Work required: Hunt through the lines below for the string "pane" and copy each one that has it.
------ Data records
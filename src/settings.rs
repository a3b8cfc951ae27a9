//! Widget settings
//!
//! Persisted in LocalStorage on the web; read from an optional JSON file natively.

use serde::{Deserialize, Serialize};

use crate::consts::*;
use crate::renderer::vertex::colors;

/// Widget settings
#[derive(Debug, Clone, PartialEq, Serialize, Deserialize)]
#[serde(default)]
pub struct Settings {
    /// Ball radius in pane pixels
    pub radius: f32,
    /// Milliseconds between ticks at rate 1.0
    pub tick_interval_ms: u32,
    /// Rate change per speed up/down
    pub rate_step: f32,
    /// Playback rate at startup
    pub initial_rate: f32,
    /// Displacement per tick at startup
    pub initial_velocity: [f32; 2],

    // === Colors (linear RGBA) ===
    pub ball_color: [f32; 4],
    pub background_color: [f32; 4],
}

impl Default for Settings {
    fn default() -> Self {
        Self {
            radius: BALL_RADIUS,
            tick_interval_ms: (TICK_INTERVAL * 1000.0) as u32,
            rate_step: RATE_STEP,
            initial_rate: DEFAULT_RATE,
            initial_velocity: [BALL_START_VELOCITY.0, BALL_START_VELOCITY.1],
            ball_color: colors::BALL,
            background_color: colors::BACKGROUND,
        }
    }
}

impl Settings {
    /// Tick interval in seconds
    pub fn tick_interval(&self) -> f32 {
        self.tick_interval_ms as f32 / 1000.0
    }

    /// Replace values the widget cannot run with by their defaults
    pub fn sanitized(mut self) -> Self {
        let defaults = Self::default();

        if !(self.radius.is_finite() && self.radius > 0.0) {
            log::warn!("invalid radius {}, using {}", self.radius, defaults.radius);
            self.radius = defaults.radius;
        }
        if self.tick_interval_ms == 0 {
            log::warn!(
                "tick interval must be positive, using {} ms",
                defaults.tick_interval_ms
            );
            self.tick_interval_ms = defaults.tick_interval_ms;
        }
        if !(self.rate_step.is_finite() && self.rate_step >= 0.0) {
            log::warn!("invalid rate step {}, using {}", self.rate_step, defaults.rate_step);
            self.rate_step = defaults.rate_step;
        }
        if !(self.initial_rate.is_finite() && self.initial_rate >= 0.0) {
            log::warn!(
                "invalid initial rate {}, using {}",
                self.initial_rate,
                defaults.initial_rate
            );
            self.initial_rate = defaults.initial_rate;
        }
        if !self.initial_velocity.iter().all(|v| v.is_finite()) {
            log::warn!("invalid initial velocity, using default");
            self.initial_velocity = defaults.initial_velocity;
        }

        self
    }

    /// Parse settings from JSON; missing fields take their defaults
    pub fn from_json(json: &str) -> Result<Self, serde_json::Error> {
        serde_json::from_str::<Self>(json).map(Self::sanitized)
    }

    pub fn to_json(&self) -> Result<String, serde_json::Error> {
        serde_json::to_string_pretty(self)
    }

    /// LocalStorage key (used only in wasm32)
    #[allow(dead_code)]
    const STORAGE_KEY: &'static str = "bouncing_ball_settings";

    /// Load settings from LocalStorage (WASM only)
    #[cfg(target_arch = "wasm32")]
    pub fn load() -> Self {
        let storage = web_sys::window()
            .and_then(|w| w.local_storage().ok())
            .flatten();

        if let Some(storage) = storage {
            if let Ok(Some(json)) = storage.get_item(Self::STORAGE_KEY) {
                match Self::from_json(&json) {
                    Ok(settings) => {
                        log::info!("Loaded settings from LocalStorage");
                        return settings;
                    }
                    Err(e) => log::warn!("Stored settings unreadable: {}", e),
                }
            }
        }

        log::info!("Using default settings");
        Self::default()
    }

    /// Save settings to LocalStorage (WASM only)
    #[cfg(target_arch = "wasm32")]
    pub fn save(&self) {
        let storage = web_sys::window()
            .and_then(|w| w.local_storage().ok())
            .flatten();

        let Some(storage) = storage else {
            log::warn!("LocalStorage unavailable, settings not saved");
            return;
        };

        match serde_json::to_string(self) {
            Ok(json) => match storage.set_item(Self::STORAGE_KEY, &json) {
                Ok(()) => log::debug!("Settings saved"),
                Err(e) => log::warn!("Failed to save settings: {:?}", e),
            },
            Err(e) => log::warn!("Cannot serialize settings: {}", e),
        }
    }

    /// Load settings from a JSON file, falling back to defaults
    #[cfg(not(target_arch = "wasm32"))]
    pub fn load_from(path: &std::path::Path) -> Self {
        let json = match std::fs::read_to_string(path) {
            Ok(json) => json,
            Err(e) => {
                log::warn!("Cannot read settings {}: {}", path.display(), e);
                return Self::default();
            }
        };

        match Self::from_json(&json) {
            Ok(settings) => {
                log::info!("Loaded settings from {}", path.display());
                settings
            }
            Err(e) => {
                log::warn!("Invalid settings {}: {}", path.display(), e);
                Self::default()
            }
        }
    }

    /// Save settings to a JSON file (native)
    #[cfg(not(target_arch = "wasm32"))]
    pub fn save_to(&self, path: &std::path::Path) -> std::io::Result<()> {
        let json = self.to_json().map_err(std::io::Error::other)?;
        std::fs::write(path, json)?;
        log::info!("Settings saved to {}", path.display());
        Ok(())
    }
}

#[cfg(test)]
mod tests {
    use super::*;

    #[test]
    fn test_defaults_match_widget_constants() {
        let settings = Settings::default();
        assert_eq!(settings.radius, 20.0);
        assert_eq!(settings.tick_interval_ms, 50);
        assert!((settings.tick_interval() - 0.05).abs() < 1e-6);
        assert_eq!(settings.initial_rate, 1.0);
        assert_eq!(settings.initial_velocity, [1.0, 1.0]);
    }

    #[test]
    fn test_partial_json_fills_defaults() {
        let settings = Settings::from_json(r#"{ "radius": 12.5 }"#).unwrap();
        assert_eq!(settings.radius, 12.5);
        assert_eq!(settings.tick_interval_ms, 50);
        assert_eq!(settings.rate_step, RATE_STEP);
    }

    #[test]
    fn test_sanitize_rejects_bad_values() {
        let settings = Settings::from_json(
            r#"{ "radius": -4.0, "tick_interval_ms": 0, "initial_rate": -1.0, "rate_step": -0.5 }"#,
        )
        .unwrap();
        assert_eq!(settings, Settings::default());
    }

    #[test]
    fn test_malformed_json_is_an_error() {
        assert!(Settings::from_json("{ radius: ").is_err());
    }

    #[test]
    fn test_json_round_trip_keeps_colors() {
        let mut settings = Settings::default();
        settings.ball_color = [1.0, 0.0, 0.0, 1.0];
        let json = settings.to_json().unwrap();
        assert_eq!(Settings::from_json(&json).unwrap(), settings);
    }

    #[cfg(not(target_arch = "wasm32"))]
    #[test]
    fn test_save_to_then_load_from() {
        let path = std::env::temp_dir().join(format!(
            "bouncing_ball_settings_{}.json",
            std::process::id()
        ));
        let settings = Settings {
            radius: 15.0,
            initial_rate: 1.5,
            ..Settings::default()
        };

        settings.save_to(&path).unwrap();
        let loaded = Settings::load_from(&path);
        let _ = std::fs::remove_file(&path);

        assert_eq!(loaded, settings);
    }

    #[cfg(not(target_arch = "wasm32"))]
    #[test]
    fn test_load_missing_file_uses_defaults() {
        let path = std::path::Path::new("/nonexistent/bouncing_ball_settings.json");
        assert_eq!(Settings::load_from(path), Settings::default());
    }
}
------------
------ Data records
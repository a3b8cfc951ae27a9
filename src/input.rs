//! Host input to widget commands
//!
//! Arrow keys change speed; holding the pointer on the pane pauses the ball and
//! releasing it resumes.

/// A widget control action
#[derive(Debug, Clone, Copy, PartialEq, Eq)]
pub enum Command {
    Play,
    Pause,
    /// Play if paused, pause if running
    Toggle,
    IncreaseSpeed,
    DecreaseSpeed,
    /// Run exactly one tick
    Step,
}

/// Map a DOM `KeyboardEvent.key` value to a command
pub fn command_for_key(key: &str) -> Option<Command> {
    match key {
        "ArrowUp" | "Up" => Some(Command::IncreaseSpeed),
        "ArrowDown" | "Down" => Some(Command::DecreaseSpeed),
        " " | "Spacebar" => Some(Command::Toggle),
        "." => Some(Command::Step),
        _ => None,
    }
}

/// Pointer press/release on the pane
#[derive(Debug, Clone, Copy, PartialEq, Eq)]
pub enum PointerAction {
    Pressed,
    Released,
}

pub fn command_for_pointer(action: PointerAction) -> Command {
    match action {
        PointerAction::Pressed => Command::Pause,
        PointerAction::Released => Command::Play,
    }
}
------------
------ Data records
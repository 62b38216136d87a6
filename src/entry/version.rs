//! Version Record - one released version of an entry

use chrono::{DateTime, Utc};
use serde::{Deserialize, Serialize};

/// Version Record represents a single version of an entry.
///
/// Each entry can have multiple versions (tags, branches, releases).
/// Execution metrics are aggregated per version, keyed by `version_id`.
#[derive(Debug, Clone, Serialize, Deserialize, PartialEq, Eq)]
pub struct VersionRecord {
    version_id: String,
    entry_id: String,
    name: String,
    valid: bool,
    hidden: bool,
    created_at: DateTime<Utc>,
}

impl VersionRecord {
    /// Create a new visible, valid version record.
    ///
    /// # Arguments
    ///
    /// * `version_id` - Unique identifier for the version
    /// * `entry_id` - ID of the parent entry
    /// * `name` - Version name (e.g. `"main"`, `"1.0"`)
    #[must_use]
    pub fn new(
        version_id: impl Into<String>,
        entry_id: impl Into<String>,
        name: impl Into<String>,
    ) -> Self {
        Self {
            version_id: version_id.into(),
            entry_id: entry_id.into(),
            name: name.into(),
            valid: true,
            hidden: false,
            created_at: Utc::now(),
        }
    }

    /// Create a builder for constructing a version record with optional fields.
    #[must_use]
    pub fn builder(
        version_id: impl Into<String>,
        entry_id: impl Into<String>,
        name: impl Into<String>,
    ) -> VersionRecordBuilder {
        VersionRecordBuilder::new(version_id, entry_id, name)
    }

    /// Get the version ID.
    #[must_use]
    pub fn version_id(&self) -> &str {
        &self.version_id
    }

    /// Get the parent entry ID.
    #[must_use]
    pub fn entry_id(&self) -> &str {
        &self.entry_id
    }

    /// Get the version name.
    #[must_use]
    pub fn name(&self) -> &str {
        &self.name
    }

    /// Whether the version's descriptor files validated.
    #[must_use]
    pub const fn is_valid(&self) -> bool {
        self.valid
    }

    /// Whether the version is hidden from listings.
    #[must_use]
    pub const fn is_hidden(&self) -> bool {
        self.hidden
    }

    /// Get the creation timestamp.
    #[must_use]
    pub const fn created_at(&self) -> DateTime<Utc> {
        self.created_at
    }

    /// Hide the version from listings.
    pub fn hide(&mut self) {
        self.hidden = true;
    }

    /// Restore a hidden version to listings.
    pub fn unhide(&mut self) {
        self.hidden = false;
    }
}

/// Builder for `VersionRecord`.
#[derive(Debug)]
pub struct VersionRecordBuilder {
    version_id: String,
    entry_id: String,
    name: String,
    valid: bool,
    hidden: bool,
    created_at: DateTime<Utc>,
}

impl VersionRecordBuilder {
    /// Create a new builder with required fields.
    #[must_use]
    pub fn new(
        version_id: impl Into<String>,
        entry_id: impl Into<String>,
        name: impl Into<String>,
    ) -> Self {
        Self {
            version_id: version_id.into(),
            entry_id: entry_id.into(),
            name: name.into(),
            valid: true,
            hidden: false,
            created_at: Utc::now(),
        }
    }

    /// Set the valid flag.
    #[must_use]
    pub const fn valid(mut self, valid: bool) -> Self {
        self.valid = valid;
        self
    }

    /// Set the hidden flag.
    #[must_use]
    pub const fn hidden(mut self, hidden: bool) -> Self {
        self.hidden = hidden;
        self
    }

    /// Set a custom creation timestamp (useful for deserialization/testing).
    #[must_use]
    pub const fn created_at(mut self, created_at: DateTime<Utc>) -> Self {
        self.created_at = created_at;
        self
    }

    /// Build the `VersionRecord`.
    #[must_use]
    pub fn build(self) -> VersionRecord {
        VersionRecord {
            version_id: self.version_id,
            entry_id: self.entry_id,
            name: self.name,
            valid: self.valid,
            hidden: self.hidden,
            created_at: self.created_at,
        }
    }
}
------------
Result:
    /// Ball radius in pane pixels
//! Arrow keys change speed; holding the pointer on the pane pauses the ball and
/// Pointer press/release on the pane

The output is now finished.